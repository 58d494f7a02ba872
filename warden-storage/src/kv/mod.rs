//! Ordered key-value backing store

pub mod entities;
pub mod sqlite;

use async_trait::async_trait;

use crate::error::StorageResult;

pub use sqlite::SqliteKvStore;

/// One mutation inside a `WriteBatch`
#[derive(Debug, Clone, PartialEq, Eq)]
pub enum BatchOperation {
    Put { key: String, value: String },
    Delete { key: String },
}

/// Mutations applied atomically, in order
#[derive(Debug, Clone, Default)]
pub struct WriteBatch {
    operations: Vec<BatchOperation>,
}

impl WriteBatch {
    pub fn new() -> Self {
        Self::default()
    }

    pub fn put(&mut self, key: impl Into<String>, value: impl Into<String>) {
        self.operations.push(BatchOperation::Put {
            key: key.into(),
            value: value.into(),
        });
    }

    pub fn delete(&mut self, key: impl Into<String>) {
        self.operations
            .push(BatchOperation::Delete { key: key.into() });
    }

    pub fn is_empty(&self) -> bool {
        self.operations.is_empty()
    }

    pub fn len(&self) -> usize {
        self.operations.len()
    }

    pub fn into_operations(self) -> Vec<BatchOperation> {
        self.operations
    }
}

/// Storage the registration database is layered on
#[async_trait]
pub trait KeyValueStore: Send + Sync {
    /// Point read
    async fn get(&self, key: &str) -> StorageResult<Option<String>>;

    /// Every entry whose key starts with `prefix`, in key order
    async fn scan_prefix(&self, prefix: &str) -> StorageResult<Vec<(String, String)>>;

    /// Apply `batch` atomically
    async fn write(&self, batch: WriteBatch) -> StorageResult<()>;
}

-------

Set the data down once more, exactly as it stands.

repository 58d494f7a02ba872
filename warden-storage/src/kv/mod.rs
//! Ordered key-value backing store

pub mod entities;
pub mod sqlite;

use async_trait::async_trait;

use crate::error::StorageResult;

pub use sqlite::SqliteKvStore;

/// One mutation inside a `WriteBatch`
#[derive(Debug, Clone, PartialEq, Eq)]
pub enum BatchOperation {
    Put { key: String, value: String },
    Delete { key: String },
}

/// Mutations applied atomically, in order
#[derive(Debug, Clone, Default)]
pub struct WriteBatch {
    operations: Vec<BatchOperation>,
}

impl WriteBatch {
    pub fn new() -> Self {
        Self::default()
    }

    pub fn put(&mut self, key: impl Into<String>, value: impl Into<String>) {
        self.operations.push(BatchOperation::Put {
            key: key.into(),
            value: value.into(),
        });
    }

    pub fn delete(&mut self, key: impl Into<String>) {
        self.operations
            .push(BatchOperation::Delete { key: key.into() });
    }

    pub fn is_empty(&self) -> bool {
        self.operations.is_empty()
    }

    pub fn len(&self) -> usize {
        self.operations.len()
    }

    pub fn into_operations(self) -> Vec<BatchOperation> {
        self.operations
    }
}

/// Storage the registration database is layered on
#[async_trait]
pub trait KeyValueStore: Send + Sync {
    /// Point read
    async fn get(&self, key: &str) -> StorageResult<Option<String>>;

    /// Every entry whose key starts with `prefix`, in key order
    async fn scan_prefix(&self, prefix: &str) -> StorageResult<Vec<(String, String)>>;

    /// Apply `batch` atomically
    async fn write(&self, batch: WriteBatch) -> StorageResult<()>;
}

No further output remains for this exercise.